_Prompt_
Where a line below holds the string "classpath", copy that line.

_Provided material_
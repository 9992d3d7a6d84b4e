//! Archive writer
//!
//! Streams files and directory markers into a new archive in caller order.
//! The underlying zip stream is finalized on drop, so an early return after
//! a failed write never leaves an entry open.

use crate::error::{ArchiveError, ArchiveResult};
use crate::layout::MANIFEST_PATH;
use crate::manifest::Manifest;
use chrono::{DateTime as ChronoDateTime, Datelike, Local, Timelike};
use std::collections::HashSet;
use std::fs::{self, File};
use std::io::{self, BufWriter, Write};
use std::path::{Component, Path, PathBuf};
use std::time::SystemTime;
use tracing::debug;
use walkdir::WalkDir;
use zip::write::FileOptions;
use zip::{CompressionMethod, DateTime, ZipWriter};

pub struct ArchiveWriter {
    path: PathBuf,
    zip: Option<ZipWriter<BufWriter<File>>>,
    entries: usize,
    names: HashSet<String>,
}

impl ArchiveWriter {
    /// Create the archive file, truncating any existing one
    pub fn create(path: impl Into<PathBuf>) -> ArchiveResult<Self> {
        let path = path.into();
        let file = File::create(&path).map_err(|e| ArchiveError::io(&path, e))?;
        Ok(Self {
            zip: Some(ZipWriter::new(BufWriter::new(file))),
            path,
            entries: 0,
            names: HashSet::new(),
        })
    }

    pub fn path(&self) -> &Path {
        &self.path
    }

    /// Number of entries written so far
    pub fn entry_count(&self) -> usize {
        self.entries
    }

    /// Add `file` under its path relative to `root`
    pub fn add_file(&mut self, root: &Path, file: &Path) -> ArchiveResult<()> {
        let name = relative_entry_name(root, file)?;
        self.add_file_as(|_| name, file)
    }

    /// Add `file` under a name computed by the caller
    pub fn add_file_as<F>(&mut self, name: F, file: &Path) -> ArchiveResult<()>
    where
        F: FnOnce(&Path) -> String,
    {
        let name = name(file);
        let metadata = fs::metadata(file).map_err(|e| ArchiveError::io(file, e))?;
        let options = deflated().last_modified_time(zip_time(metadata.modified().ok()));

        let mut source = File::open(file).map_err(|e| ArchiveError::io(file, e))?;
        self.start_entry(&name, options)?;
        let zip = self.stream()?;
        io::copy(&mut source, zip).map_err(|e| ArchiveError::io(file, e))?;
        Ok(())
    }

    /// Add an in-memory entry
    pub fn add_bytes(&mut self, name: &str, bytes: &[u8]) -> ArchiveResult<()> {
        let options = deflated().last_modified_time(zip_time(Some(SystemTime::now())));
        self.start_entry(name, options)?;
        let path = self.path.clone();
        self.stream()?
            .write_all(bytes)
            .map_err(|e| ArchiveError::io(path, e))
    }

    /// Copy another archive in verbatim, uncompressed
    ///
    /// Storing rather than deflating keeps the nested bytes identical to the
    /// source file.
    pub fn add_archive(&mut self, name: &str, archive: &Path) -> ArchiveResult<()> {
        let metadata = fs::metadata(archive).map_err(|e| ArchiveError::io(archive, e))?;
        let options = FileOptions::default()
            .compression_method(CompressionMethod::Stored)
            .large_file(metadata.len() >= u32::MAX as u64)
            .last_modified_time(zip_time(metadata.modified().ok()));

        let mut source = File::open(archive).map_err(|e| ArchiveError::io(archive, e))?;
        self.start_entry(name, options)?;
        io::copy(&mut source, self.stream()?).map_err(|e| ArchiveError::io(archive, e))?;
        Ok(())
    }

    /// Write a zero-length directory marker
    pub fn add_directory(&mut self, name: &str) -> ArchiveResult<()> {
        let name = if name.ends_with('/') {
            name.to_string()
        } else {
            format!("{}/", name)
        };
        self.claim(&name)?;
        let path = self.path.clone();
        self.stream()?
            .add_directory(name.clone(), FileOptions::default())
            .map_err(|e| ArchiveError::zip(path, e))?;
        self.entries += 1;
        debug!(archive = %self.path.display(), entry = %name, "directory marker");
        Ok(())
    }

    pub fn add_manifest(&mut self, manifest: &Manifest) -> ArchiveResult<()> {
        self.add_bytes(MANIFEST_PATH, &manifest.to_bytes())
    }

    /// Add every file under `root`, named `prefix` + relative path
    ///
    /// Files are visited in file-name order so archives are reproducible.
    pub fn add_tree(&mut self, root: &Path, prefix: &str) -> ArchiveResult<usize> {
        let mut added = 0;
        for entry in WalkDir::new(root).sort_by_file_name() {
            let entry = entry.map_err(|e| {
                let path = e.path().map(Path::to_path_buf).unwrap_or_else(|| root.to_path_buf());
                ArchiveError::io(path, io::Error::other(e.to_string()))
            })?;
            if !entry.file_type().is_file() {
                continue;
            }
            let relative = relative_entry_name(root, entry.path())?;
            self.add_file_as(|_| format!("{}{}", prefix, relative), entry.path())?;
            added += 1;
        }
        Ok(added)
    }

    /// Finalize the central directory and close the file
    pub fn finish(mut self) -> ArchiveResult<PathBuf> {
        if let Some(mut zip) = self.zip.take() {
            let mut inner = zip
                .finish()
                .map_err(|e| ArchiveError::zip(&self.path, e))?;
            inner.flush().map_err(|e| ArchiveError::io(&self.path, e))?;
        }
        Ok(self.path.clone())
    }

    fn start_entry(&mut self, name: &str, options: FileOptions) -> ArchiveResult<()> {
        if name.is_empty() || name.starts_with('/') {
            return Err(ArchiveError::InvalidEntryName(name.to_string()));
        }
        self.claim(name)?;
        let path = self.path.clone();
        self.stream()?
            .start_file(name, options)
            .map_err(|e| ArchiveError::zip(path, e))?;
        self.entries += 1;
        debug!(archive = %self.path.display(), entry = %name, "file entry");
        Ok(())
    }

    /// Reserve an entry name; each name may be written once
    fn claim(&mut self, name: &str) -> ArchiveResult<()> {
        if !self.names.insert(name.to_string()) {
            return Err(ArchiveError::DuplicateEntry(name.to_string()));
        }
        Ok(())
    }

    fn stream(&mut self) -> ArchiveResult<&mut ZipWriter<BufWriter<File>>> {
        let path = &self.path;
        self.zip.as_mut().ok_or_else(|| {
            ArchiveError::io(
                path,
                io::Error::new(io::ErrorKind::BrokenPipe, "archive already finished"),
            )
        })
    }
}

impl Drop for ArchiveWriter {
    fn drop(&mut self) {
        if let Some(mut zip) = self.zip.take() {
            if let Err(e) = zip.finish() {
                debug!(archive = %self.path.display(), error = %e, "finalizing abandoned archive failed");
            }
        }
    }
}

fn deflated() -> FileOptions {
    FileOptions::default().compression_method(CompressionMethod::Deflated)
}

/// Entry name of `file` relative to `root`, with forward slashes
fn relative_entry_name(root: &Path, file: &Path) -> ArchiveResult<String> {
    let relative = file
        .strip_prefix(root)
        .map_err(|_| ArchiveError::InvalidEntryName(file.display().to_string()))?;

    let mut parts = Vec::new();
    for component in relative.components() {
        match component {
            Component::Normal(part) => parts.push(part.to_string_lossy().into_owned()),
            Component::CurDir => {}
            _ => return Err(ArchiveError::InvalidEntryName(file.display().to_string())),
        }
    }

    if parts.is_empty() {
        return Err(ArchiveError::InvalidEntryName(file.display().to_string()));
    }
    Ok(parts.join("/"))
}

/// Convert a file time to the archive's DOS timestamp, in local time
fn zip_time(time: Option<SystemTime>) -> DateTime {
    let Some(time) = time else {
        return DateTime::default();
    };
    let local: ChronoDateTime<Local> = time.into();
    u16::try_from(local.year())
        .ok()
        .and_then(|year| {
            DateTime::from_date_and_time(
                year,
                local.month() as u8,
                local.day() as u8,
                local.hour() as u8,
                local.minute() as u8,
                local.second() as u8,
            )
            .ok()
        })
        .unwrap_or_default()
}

* * *

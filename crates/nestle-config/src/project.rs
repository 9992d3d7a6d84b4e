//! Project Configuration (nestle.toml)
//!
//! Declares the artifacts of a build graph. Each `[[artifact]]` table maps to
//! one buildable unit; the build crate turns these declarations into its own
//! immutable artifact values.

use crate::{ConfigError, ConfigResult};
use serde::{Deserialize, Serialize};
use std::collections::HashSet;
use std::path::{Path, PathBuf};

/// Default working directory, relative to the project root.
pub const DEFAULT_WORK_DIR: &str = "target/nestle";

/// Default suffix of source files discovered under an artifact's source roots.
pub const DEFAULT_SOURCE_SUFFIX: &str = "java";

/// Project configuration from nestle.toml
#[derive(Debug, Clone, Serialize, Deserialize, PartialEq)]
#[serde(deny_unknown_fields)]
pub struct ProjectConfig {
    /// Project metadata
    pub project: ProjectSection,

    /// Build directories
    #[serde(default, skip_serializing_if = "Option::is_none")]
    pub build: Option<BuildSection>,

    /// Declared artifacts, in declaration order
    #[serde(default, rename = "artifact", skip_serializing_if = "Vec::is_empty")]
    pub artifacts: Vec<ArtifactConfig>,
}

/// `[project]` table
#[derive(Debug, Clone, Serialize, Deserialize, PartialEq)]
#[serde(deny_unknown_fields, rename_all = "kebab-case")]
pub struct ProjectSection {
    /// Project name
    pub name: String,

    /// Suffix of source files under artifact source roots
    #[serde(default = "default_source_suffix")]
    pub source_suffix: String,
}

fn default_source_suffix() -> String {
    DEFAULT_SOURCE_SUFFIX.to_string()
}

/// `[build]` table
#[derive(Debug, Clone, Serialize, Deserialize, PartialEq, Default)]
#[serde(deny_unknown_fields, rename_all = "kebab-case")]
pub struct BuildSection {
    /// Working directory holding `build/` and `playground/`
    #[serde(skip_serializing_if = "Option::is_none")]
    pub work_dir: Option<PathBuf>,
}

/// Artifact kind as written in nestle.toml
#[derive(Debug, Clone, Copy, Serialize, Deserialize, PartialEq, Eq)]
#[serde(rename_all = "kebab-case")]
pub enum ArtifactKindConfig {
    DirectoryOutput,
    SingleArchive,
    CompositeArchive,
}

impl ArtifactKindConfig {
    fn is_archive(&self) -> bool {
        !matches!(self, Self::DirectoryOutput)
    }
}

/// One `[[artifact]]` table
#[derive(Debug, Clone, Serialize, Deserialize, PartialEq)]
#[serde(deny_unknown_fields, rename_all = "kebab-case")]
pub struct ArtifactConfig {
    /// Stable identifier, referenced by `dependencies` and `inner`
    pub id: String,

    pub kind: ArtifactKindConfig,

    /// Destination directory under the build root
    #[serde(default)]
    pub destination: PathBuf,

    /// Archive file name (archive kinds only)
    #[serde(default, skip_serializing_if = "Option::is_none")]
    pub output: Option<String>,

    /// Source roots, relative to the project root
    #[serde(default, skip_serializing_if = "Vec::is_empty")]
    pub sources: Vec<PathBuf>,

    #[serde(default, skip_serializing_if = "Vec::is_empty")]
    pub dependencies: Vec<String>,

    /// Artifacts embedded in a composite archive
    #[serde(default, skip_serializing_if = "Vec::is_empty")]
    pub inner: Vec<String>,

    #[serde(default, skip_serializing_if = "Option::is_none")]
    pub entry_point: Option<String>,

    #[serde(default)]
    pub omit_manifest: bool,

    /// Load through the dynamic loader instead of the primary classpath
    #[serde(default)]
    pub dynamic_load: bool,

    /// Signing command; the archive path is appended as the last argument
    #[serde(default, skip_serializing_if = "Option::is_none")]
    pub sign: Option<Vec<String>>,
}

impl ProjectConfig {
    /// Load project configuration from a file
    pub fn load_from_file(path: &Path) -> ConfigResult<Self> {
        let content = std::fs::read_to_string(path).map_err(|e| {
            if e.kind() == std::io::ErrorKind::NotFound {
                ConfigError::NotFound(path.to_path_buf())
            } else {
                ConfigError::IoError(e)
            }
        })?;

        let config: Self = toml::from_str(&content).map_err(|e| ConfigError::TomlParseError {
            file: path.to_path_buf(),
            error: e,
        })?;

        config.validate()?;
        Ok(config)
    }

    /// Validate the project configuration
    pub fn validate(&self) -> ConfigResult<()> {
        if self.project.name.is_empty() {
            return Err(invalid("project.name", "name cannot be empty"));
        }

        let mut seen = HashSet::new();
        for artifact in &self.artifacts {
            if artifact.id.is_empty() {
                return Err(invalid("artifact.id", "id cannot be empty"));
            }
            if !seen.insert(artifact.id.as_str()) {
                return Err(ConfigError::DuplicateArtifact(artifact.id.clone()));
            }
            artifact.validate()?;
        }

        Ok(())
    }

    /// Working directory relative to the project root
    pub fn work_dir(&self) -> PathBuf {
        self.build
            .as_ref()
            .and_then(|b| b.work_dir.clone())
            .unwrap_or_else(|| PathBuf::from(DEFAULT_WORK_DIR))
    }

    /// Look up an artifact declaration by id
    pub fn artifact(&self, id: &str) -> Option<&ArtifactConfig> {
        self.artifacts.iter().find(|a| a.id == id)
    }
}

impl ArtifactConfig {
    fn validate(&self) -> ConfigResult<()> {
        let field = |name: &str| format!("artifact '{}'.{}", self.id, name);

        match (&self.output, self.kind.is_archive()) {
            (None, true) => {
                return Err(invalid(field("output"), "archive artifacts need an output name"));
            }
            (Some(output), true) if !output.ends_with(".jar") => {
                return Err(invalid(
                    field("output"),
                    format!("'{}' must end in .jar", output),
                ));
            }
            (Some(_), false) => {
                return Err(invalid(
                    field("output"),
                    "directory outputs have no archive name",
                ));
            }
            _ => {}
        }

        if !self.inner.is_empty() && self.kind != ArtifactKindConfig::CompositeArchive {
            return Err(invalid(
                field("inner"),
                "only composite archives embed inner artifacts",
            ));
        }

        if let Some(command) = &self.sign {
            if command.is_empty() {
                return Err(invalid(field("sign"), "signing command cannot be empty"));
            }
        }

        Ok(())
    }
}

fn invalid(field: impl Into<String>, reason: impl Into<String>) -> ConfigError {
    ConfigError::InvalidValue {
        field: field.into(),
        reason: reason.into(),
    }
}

==

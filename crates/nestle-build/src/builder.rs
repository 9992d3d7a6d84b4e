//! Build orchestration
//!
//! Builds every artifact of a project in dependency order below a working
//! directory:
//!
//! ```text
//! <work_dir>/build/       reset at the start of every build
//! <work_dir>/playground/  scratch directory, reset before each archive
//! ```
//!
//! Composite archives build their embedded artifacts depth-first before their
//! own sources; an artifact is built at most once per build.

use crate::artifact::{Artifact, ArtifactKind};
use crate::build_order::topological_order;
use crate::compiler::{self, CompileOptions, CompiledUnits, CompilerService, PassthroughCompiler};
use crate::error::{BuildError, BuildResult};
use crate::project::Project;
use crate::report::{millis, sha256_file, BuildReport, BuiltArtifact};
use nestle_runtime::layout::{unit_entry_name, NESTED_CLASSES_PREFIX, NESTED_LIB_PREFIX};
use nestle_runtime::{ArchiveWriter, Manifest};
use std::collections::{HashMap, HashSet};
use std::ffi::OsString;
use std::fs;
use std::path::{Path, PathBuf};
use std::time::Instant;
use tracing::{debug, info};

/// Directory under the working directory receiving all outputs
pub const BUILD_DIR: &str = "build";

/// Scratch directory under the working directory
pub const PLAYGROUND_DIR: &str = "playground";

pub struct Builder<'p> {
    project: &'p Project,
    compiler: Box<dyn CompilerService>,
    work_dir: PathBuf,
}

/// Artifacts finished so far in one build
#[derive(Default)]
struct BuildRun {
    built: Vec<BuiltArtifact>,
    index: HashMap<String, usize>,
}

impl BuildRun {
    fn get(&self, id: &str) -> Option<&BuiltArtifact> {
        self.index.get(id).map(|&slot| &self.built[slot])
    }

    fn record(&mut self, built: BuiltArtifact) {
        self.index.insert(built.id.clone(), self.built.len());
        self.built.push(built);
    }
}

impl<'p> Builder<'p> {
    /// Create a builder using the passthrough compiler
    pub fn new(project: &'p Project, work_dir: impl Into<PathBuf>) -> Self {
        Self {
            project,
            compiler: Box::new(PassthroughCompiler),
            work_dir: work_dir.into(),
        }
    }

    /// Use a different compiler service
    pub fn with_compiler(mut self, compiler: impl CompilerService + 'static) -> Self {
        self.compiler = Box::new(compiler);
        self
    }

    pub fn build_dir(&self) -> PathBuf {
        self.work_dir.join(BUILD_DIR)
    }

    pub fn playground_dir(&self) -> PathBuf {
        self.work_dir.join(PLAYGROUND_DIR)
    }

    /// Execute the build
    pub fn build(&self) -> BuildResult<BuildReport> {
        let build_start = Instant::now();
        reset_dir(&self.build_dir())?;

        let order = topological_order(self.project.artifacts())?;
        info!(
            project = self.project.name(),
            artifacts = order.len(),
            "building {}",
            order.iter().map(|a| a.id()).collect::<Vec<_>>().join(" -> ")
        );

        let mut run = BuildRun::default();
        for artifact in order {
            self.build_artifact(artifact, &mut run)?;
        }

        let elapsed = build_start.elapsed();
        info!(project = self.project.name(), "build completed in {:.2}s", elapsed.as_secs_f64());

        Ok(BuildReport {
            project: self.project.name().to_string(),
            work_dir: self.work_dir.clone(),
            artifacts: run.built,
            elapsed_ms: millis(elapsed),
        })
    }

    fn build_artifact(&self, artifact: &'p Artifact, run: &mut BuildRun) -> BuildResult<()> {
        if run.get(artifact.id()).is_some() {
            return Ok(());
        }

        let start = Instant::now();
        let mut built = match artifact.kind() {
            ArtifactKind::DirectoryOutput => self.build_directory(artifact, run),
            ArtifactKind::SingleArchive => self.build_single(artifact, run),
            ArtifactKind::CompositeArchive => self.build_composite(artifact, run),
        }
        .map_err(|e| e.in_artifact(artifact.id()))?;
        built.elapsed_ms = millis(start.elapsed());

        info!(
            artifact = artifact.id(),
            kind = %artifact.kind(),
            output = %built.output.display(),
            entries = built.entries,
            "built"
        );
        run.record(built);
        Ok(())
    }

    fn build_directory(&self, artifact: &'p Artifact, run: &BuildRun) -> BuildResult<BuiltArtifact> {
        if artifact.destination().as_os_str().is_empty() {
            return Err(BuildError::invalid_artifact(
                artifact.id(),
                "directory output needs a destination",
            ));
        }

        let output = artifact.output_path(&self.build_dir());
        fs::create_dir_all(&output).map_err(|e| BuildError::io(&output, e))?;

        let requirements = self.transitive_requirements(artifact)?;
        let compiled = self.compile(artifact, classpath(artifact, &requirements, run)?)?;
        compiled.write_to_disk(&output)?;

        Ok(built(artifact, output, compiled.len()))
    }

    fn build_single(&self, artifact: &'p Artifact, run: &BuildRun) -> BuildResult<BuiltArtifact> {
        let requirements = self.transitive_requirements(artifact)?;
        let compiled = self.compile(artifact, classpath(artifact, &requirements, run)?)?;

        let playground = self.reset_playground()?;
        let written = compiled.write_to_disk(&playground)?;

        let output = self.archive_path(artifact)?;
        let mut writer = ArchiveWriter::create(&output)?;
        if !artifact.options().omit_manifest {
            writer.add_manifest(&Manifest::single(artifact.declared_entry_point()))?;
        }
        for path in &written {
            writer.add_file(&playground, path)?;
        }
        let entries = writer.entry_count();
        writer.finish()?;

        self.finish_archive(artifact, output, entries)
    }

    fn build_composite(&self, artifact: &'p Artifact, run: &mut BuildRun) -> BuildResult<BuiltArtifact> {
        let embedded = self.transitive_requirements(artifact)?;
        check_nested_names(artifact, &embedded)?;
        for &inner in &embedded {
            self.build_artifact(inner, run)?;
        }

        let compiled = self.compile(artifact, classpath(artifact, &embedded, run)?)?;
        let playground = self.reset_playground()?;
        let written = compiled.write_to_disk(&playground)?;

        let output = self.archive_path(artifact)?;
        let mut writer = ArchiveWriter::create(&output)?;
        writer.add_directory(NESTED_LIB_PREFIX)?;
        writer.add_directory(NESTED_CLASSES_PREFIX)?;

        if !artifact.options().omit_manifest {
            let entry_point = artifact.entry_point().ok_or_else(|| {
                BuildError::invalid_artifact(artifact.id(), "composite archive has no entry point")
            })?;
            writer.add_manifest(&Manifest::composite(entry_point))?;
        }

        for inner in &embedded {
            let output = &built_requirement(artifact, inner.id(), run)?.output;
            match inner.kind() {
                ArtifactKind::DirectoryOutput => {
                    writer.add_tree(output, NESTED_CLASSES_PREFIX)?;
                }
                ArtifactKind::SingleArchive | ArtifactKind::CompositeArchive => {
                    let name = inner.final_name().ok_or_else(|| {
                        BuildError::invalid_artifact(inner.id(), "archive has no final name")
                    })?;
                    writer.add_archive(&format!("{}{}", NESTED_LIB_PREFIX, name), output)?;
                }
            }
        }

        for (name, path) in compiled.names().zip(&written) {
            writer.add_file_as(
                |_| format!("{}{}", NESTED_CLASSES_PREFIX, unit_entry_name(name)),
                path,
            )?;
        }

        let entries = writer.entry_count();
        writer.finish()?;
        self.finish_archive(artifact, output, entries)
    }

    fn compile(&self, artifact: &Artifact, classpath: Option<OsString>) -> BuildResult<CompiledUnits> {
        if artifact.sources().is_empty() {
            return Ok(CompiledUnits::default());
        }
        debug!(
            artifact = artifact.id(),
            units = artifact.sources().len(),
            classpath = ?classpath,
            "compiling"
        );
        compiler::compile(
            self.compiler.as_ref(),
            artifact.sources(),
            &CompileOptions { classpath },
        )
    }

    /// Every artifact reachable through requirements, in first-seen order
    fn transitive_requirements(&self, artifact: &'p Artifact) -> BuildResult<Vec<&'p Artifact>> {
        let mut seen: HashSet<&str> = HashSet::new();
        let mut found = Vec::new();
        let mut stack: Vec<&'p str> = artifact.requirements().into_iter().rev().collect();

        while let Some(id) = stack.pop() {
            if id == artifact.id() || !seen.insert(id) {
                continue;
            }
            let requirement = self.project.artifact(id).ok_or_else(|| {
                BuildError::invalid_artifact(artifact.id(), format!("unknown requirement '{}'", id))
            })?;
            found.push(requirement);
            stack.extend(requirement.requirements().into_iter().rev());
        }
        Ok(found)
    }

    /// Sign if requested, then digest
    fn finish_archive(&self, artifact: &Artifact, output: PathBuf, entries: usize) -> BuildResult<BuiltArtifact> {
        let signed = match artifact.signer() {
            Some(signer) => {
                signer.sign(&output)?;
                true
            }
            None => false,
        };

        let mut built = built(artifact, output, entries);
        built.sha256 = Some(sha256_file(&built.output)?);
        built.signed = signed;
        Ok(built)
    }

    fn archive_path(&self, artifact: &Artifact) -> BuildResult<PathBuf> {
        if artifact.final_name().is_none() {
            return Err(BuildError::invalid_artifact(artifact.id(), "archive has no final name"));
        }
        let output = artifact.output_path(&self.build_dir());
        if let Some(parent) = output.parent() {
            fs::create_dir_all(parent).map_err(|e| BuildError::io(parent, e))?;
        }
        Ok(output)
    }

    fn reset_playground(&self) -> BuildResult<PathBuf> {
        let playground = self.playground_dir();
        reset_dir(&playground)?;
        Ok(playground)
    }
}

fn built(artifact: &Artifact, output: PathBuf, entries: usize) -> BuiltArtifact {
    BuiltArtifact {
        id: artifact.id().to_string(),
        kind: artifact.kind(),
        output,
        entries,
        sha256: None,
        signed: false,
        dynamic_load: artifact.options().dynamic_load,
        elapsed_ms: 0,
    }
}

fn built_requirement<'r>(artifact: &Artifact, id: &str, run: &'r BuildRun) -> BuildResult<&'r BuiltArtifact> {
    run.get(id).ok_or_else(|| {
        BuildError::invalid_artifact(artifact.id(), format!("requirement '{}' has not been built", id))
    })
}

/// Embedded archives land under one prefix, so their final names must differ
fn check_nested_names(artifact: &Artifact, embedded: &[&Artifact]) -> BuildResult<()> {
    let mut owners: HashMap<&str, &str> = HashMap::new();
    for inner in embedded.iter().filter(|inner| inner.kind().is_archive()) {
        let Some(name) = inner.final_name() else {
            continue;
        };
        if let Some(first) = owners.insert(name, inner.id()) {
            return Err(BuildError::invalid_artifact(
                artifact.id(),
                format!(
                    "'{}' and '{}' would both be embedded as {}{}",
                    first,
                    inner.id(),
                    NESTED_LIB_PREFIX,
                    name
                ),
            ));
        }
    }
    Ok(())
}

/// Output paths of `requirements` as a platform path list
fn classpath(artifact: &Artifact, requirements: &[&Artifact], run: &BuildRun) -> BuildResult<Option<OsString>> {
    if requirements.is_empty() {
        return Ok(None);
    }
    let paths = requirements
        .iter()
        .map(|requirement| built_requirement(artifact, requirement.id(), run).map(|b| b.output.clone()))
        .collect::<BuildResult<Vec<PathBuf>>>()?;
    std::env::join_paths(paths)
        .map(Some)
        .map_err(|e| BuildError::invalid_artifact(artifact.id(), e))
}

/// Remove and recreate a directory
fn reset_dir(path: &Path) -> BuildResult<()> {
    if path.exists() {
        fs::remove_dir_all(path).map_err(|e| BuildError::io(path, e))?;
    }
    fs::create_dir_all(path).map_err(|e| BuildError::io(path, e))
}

_Answer to the exercise_
    /// Load through the dynamic loader instead of the primary classpath
        let compiled = self.compile(artifact, classpath(artifact, &requirements, run)?)?;
        let compiled = self.compile(artifact, classpath(artifact, &requirements, run)?)?;
        let compiled = self.compile(artifact, classpath(artifact, &embedded, run)?)?;
    fn compile(&self, artifact: &Artifact, classpath: Option<OsString>) -> BuildResult<CompiledUnits> {
            classpath = ?classpath,
            &CompileOptions { classpath },
fn classpath(artifact: &Artifact, requirements: &[&Artifact], run: &BuildRun) -> BuildResult<Option<OsString>> {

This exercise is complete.